Please reproduce the following records exactly, with nothing omitted.

*** Opening of Given records ***

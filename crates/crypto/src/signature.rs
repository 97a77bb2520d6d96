//! Signature header generation and verification.

use serde::Serialize;
use tracing::{debug, warn};

use crate::error::{Error, Result, SignatureError, SignatureErrorKind};
use crate::header::{parse_header, HeaderTimestamp, SignatureHeader};
use crate::hmac_impl::{compute_signature, signed_payload};
use crate::payload::generate_payload_string;
use crate::timing::matches_any;

/// Scheme key under which signatures are written and looked up.
pub const EXPECTED_SCHEME: &str = "v1";

/// Default maximum signature age, in seconds.
pub const DEFAULT_TOLERANCE: i64 = 300;

/// Current unix time in whole seconds.
pub(crate) fn now_seconds() -> i64 {
    chrono::Utc::now().timestamp()
}

/// Build a signature header for a string payload.
///
/// Uses the current time when `timestamp` is `None`.
pub fn generate_header(payload: &str, secret: impl AsRef<[u8]>, timestamp: Option<i64>) -> String {
    let timestamp = timestamp.unwrap_or_else(now_seconds);
    let signature = compute_signature(&signed_payload(timestamp, payload), secret.as_ref());

    debug!(timestamp, scheme = EXPECTED_SCHEME, "Generated signature header");

    format!("t={timestamp},{EXPECTED_SCHEME}={signature}")
}

/// Build a signature header for a structured payload.
///
/// The payload is canonicalized with [`generate_payload_string`] first;
/// the receiving side must verify against that same string.
pub fn generate_header_for<T: Serialize + ?Sized>(
    payload: &T,
    secret: impl AsRef<[u8]>,
    timestamp: Option<i64>,
) -> Result<String> {
    let payload = generate_payload_string(payload)?;
    Ok(generate_header(&payload, secret, timestamp))
}

/// Verify `header` against `payload` with the default tolerance.
pub fn verify_header<'h>(
    payload: impl AsRef<[u8]>,
    header: impl Into<SignatureHeader<'h>>,
    secret: impl AsRef<[u8]>,
) -> Result<()> {
    Verifier::new().verify(payload, header, secret)
}

/// Verify `header` against `payload`, allowing signatures up to
/// `tolerance` seconds old. Zero or negative disables the age check.
pub fn verify_header_with_tolerance<'h>(
    payload: impl AsRef<[u8]>,
    header: impl Into<SignatureHeader<'h>>,
    secret: impl AsRef<[u8]>,
    tolerance: i64,
) -> Result<()> {
    Verifier::new()
        .tolerance(tolerance)
        .verify(payload, header, secret)
}

/// Configurable header verifier.
///
/// # Example
///
/// ```
/// use hooksign_crypto::{generate_header, Verifier};
///
/// let header = generate_header("body", "secret", Some(1_000));
/// Verifier::new()
///     .tolerance(60)
///     .at(1_030)
///     .verify("body", header.as_str(), "secret")
///     .unwrap();
/// ```
#[derive(Debug, Clone)]
pub struct Verifier {
    scheme: String,
    tolerance: i64,
    now: Option<i64>,
}

impl Default for Verifier {
    fn default() -> Self {
        Self {
            scheme: EXPECTED_SCHEME.to_string(),
            tolerance: DEFAULT_TOLERANCE,
            now: None,
        }
    }
}

impl Verifier {
    /// Verifier for scheme `v1` with the default tolerance.
    pub fn new() -> Self {
        Self::default()
    }

    /// Look signatures up under `scheme` instead of `v1`.
    pub fn scheme(mut self, scheme: impl Into<String>) -> Self {
        self.scheme = scheme.into();
        self
    }

    /// Maximum signature age in seconds; zero or negative disables the check.
    pub fn tolerance(mut self, tolerance: i64) -> Self {
        self.tolerance = tolerance;
        self
    }

    /// Evaluate the age check against a fixed time instead of the clock.
    pub fn at(mut self, now: i64) -> Self {
        self.now = Some(now);
        self
    }

    /// Verify `header` against `payload` and `secret`.
    ///
    /// Checks run in a fixed order and the first failing one is reported:
    /// header shape, scheme presence, signature equality, then age.
    pub fn verify<'h>(
        &self,
        payload: impl AsRef<[u8]>,
        header: impl Into<SignatureHeader<'h>>,
        secret: impl AsRef<[u8]>,
    ) -> Result<()> {
        let payload = String::from_utf8_lossy(payload.as_ref());

        let header = match header.into() {
            SignatureHeader::Single(header) => header,
            SignatureHeader::List(values) => {
                return Err(Error::HeaderIsList {
                    count: values.len(),
                });
            }
        };

        let fail = |kind: SignatureErrorKind| {
            warn!(?kind, scheme = %self.scheme, "Signature verification failed");
            Error::from(SignatureError::new(kind, &header, &payload))
        };

        let parsed = parse_header(&header, &self.scheme);

        let HeaderTimestamp::Seconds(timestamp) = parsed.timestamp else {
            return Err(fail(SignatureErrorKind::HeaderMalformed));
        };

        if parsed.signatures.is_empty() {
            return Err(fail(SignatureErrorKind::SchemeNotFound));
        }

        let expected = compute_signature(&signed_payload(timestamp, &payload), secret.as_ref());

        if !matches_any(&parsed.signatures, expected.as_bytes()) {
            return Err(fail(SignatureErrorKind::SignatureMismatch));
        }

        let age = self.now.unwrap_or_else(now_seconds).saturating_sub(timestamp);

        if self.tolerance > 0 && age > self.tolerance {
            return Err(fail(SignatureErrorKind::TimestampExpired));
        }

        debug!(timestamp, age, "Signature verified");

        Ok(())
    }
}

*** Close of Given records ***

Response for this exercise.
filename crates/crypto/src/signature.rs
repository 97a77bb2520d6d96
//! Signature header generation and verification.

use serde::Serialize;
use tracing::{debug, warn};

use crate::error::{Error, Result, SignatureError, SignatureErrorKind};
use crate::header::{parse_header, HeaderTimestamp, SignatureHeader};
use crate::hmac_impl::{compute_signature, signed_payload};
use crate::payload::generate_payload_string;
use crate::timing::matches_any;

/// Scheme key under which signatures are written and looked up.
pub const EXPECTED_SCHEME: &str = "v1";

/// Default maximum signature age, in seconds.
pub const DEFAULT_TOLERANCE: i64 = 300;

/// Current unix time in whole seconds.
pub(crate) fn now_seconds() -> i64 {
    chrono::Utc::now().timestamp()
}

/// Build a signature header for a string payload.
///
/// Uses the current time when `timestamp` is `None`.
pub fn generate_header(payload: &str, secret: impl AsRef<[u8]>, timestamp: Option<i64>) -> String {
    let timestamp = timestamp.unwrap_or_else(now_seconds);
    let signature = compute_signature(&signed_payload(timestamp, payload), secret.as_ref());

    debug!(timestamp, scheme = EXPECTED_SCHEME, "Generated signature header");

    format!("t={timestamp},{EXPECTED_SCHEME}={signature}")
}

/// Build a signature header for a structured payload.
///
/// The payload is canonicalized with [`generate_payload_string`] first;
/// the receiving side must verify against that same string.
pub fn generate_header_for<T: Serialize + ?Sized>(
    payload: &T,
    secret: impl AsRef<[u8]>,
    timestamp: Option<i64>,
) -> Result<String> {
    let payload = generate_payload_string(payload)?;
    Ok(generate_header(&payload, secret, timestamp))
}

/// Verify `header` against `payload` with the default tolerance.
pub fn verify_header<'h>(
    payload: impl AsRef<[u8]>,
    header: impl Into<SignatureHeader<'h>>,
    secret: impl AsRef<[u8]>,
) -> Result<()> {
    Verifier::new().verify(payload, header, secret)
}

/// Verify `header` against `payload`, allowing signatures up to
/// `tolerance` seconds old. Zero or negative disables the age check.
pub fn verify_header_with_tolerance<'h>(
    payload: impl AsRef<[u8]>,
    header: impl Into<SignatureHeader<'h>>,
    secret: impl AsRef<[u8]>,
    tolerance: i64,
) -> Result<()> {
    Verifier::new()
        .tolerance(tolerance)
        .verify(payload, header, secret)
}

/// Configurable header verifier.
///
/// # Example
///
/// ```
/// use hooksign_crypto::{generate_header, Verifier};
///
/// let header = generate_header("body", "secret", Some(1_000));
/// Verifier::new()
///     .tolerance(60)
///     .at(1_030)
///     .verify("body", header.as_str(), "secret")
///     .unwrap();
/// ```
#[derive(Debug, Clone)]
pub struct Verifier {
    scheme: String,
    tolerance: i64,
    now: Option<i64>,
}

impl Default for Verifier {
    fn default() -> Self {
        Self {
            scheme: EXPECTED_SCHEME.to_string(),
            tolerance: DEFAULT_TOLERANCE,
            now: None,
        }
    }
}

impl Verifier {
    /// Verifier for scheme `v1` with the default tolerance.
    pub fn new() -> Self {
        Self::default()
    }

    /// Look signatures up under `scheme` instead of `v1`.
    pub fn scheme(mut self, scheme: impl Into<String>) -> Self {
        self.scheme = scheme.into();
        self
    }

    /// Maximum signature age in seconds; zero or negative disables the check.
    pub fn tolerance(mut self, tolerance: i64) -> Self {
        self.tolerance = tolerance;
        self
    }

    /// Evaluate the age check against a fixed time instead of the clock.
    pub fn at(mut self, now: i64) -> Self {
        self.now = Some(now);
        self
    }

    /// Verify `header` against `payload` and `secret`.
    ///
    /// Checks run in a fixed order and the first failing one is reported:
    /// header shape, scheme presence, signature equality, then age.
    pub fn verify<'h>(
        &self,
        payload: impl AsRef<[u8]>,
        header: impl Into<SignatureHeader<'h>>,
        secret: impl AsRef<[u8]>,
    ) -> Result<()> {
        let payload = String::from_utf8_lossy(payload.as_ref());

        let header = match header.into() {
            SignatureHeader::Single(header) => header,
            SignatureHeader::List(values) => {
                return Err(Error::HeaderIsList {
                    count: values.len(),
                });
            }
        };

        let fail = |kind: SignatureErrorKind| {
            warn!(?kind, scheme = %self.scheme, "Signature verification failed");
            Error::from(SignatureError::new(kind, &header, &payload))
        };

        let parsed = parse_header(&header, &self.scheme);

        let HeaderTimestamp::Seconds(timestamp) = parsed.timestamp else {
            return Err(fail(SignatureErrorKind::HeaderMalformed));
        };

        if parsed.signatures.is_empty() {
            return Err(fail(SignatureErrorKind::SchemeNotFound));
        }

        let expected = compute_signature(&signed_payload(timestamp, &payload), secret.as_ref());

        if !matches_any(&parsed.signatures, expected.as_bytes()) {
            return Err(fail(SignatureErrorKind::SignatureMismatch));
        }

        let age = self.now.unwrap_or_else(now_seconds).saturating_sub(timestamp);

        if self.tolerance > 0 && age > self.tolerance {
            return Err(fail(SignatureErrorKind::TimestampExpired));
        }

        debug!(timestamp, age, "Signature verified");

        Ok(())
    }
}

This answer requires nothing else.